>>

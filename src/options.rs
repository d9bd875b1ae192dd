//! Client configuration options.
//!
//! Every tunable of the client is an enumerated option. Options are held in
//! an [`Options`] set with one typed field per option; absent fields simply
//! pass through when option layers are merged, and later layers win per
//! option. The same set is used for client-level defaults and for the
//! one-time overrides of a single request.
//!
//! For dynamic configuration (config files, string-keyed input) the
//! [`OptionKey`] registry maps option names to keys and [`Value`] carries a
//! loosely typed value; validation and conversion into the typed set happen
//! once, at that boundary. Unknown option names are silently dropped.

use std::fmt;
use std::sync::Arc;
use std::time::Duration;

use once_cell::sync::Lazy;
use tokio_util::sync::CancellationToken;

use crate::client::BeforeRequest;
use crate::cookie::CookieStore;
use crate::proxy::{ProxyKind, ProxySelector};
use crate::redirect;

/// The default `User-Agent` header, sent when no user-agent option or
/// header overrides it.
pub const DEFAULT_USER_AGENT: &str = concat!("httpclient/", env!("CARGO_PKG_VERSION"));

/// Library-level defaults, the lowest layer of every merge.
pub(crate) static DEFAULTS: Lazy<Options> = Lazy::new(|| {
    Options::new()
        .follow_location(true)
        .max_redirects(10)
        .auto_referer(true)
        .user_agent(DEFAULT_USER_AGENT)
        .cookie_jar(true)
});

/// An enumerated configuration key.
///
/// Keys exist mainly for the string-keyed configuration boundary: a name
/// like `"timeout"` or `"OPT_TIMEOUT"` resolves to its key via
/// [`OptionKey::from_name`]. Typed code uses the [`Options`] builder methods
/// directly.
#[derive(Debug, Clone, Copy, PartialEq, Eq, Hash)]
#[allow(missing_docs)]
pub enum OptionKey {
    AutoReferer,
    FollowLocation,
    ConnectTimeout,
    ConnectTimeoutMs,
    MaxRedirects,
    ProxyType,
    Timeout,
    TimeoutMs,
    CookieJar,
    Interface,
    Proxy,
    Referer,
    UserAgent,
    RedirectPolicy,
    ProxySelector,
    Debug,
    UnsafeTls,
    Context,
    BeforeRequest,
}

impl OptionKey {
    /// Look up a key by name, case-insensitively, with or without the
    /// legacy `OPT_` prefix. Returns `None` for unrecognized names.
    pub fn from_name(name: &str) -> Option<OptionKey> {
        let upper = name.to_ascii_uppercase();
        let name = upper.strip_prefix("OPT_").unwrap_or(&upper);
        let key = match name {
            "AUTOREFERER" => OptionKey::AutoReferer,
            "FOLLOWLOCATION" => OptionKey::FollowLocation,
            "CONNECTTIMEOUT" => OptionKey::ConnectTimeout,
            "CONNECTTIMEOUT_MS" => OptionKey::ConnectTimeoutMs,
            "MAXREDIRS" => OptionKey::MaxRedirects,
            "PROXYTYPE" => OptionKey::ProxyType,
            "TIMEOUT" => OptionKey::Timeout,
            "TIMEOUT_MS" => OptionKey::TimeoutMs,
            "COOKIEJAR" => OptionKey::CookieJar,
            "INTERFACE" => OptionKey::Interface,
            "PROXY" => OptionKey::Proxy,
            "REFERER" => OptionKey::Referer,
            "USERAGENT" => OptionKey::UserAgent,
            "REDIRECT_POLICY" => OptionKey::RedirectPolicy,
            "PROXY_FUNC" => OptionKey::ProxySelector,
            "DEBUG" => OptionKey::Debug,
            "UNSAFE_TLS" => OptionKey::UnsafeTls,
            "CONTEXT" => OptionKey::Context,
            "BEFORE_REQUEST_FUNC" => OptionKey::BeforeRequest,
            _ => return None,
        };
        Some(key)
    }

    /// The canonical name of this key.
    pub fn name(&self) -> &'static str {
        match self {
            OptionKey::AutoReferer => "AUTOREFERER",
            OptionKey::FollowLocation => "FOLLOWLOCATION",
            OptionKey::ConnectTimeout => "CONNECTTIMEOUT",
            OptionKey::ConnectTimeoutMs => "CONNECTTIMEOUT_MS",
            OptionKey::MaxRedirects => "MAXREDIRS",
            OptionKey::ProxyType => "PROXYTYPE",
            OptionKey::Timeout => "TIMEOUT",
            OptionKey::TimeoutMs => "TIMEOUT_MS",
            OptionKey::CookieJar => "COOKIEJAR",
            OptionKey::Interface => "INTERFACE",
            OptionKey::Proxy => "PROXY",
            OptionKey::Referer => "REFERER",
            OptionKey::UserAgent => "USERAGENT",
            OptionKey::RedirectPolicy => "REDIRECT_POLICY",
            OptionKey::ProxySelector => "PROXY_FUNC",
            OptionKey::Debug => "DEBUG",
            OptionKey::UnsafeTls => "UNSAFE_TLS",
            OptionKey::Context => "CONTEXT",
            OptionKey::BeforeRequest => "BEFORE_REQUEST_FUNC",
        }
    }
}

/// A loosely typed option value for the string-keyed configuration
/// boundary.
///
/// Function-valued and handle-valued options (redirect policy, proxy
/// selector, cookie store, cancellation context, pre-send hook) cannot be
/// expressed as a `Value`; they are only settable through the typed
/// [`Options`] methods.
#[derive(Debug, Clone, PartialEq)]
pub enum Value {
    /// A boolean value.
    Bool(bool),
    /// An integer value. Timeout options interpret it as seconds or
    /// milliseconds depending on the key.
    Int(i64),
    /// A string value.
    Str(String),
}

impl From<bool> for Value {
    fn from(v: bool) -> Value {
        Value::Bool(v)
    }
}

impl From<i64> for Value {
    fn from(v: i64) -> Value {
        Value::Int(v)
    }
}

impl From<i32> for Value {
    fn from(v: i32) -> Value {
        Value::Int(v as i64)
    }
}

impl From<&str> for Value {
    fn from(v: &str) -> Value {
        Value::Str(v.to_owned())
    }
}

impl From<String> for Value {
    fn from(v: String) -> Value {
        Value::Str(v)
    }
}

impl Value {
    fn into_bool(self, key: OptionKey) -> crate::Result<bool> {
        match self {
            Value::Bool(v) => Ok(v),
            _ => Err(wrong_type(key, "a boolean")),
        }
    }

    fn into_int(self, key: OptionKey) -> crate::Result<i64> {
        match self {
            Value::Int(v) => Ok(v),
            _ => Err(wrong_type(key, "an integer")),
        }
    }

    fn into_duration(self, key: OptionKey, unit_ms: u64) -> crate::Result<Duration> {
        let n = self.into_int(key)?;
        if n < 0 {
            return Err(wrong_type(key, "a non-negative integer"));
        }
        Ok(Duration::from_millis(n as u64 * unit_ms))
    }

    fn into_str(self, key: OptionKey) -> crate::Result<String> {
        match self {
            Value::Str(v) => Ok(v),
            _ => Err(wrong_type(key, "a string")),
        }
    }
}

fn wrong_type(key: OptionKey, expected: &str) -> crate::Error {
    crate::Error::config(format!("OPT_{} must be {}", key.name(), expected))
}

/// How the cookie jar option was configured.
#[derive(Clone)]
pub(crate) enum JarSetting {
    Enabled(bool),
    Store(Arc<dyn CookieStore>),
}

impl PartialEq for JarSetting {
    fn eq(&self, other: &JarSetting) -> bool {
        match (self, other) {
            (JarSetting::Enabled(a), JarSetting::Enabled(b)) => a == b,
            (JarSetting::Store(a), JarSetting::Store(b)) => Arc::ptr_eq(a, b),
            _ => false,
        }
    }
}

impl fmt::Debug for JarSetting {
    fn fmt(&self, f: &mut fmt::Formatter) -> fmt::Result {
        match self {
            JarSetting::Enabled(v) => f.debug_tuple("Enabled").field(v).finish(),
            JarSetting::Store(..) => f.pad("Store"),
        }
    }
}

/// A set of client options.
///
/// All fields are optional; an unset option falls through to the next lower
/// layer (one-time < client < library defaults) when the layers are merged
/// for a request.
///
/// ```
/// use std::time::Duration;
///
/// let options = httpclient::Options::new()
///     .timeout(Duration::from_secs(30))
///     .user_agent("my-crawler/1.0")
///     .follow_location(true)
///     .max_redirects(5);
/// ```
#[derive(Clone, Default)]
pub struct Options {
    pub(crate) auto_referer: Option<bool>,
    pub(crate) follow_location: Option<bool>,
    pub(crate) connect_timeout: Option<Duration>,
    pub(crate) connect_timeout_ms: Option<Duration>,
    pub(crate) max_redirects: Option<i32>,
    pub(crate) proxy_type: Option<ProxyKind>,
    pub(crate) timeout: Option<Duration>,
    pub(crate) timeout_ms: Option<Duration>,
    pub(crate) cookie_jar: Option<JarSetting>,
    pub(crate) interface: Option<String>,
    pub(crate) proxy: Option<String>,
    pub(crate) referer: Option<String>,
    pub(crate) user_agent: Option<String>,
    pub(crate) redirect_policy: Option<redirect::Policy>,
    pub(crate) proxy_selector: Option<Arc<dyn ProxySelector>>,
    pub(crate) debug: Option<bool>,
    pub(crate) unsafe_tls: Option<bool>,
    pub(crate) context: Option<CancellationToken>,
    pub(crate) before_request: Option<Arc<dyn BeforeRequest>>,
}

<<

The stretch of entries above that starts with the line containing "impl From<&str> for" and goes on through the line containing "option was configured." is to be transcribed exactly, and no other line is to be transcribed.

impl From<&str> for Value {
    fn from(v: &str) -> Value {
        Value::Str(v.to_owned())
    }
}

impl From<String> for Value {
    fn from(v: String) -> Value {
        Value::Str(v)
    }
}

impl Value {
    fn into_bool(self, key: OptionKey) -> crate::Result<bool> {
        match self {
            Value::Bool(v) => Ok(v),
            _ => Err(wrong_type(key, "a boolean")),
        }
    }

    fn into_int(self, key: OptionKey) -> crate::Result<i64> {
        match self {
            Value::Int(v) => Ok(v),
            _ => Err(wrong_type(key, "an integer")),
        }
    }

    fn into_duration(self, key: OptionKey, unit_ms: u64) -> crate::Result<Duration> {
        let n = self.into_int(key)?;
        if n < 0 {
            return Err(wrong_type(key, "a non-negative integer"));
        }
        Ok(Duration::from_millis(n as u64 * unit_ms))
    }

    fn into_str(self, key: OptionKey) -> crate::Result<String> {
        match self {
            Value::Str(v) => Ok(v),
            _ => Err(wrong_type(key, "a string")),
        }
    }
}

fn wrong_type(key: OptionKey, expected: &str) -> crate::Error {
    crate::Error::config(format!("OPT_{} must be {}", key.name(), expected))
}

/// How the cookie jar option was configured.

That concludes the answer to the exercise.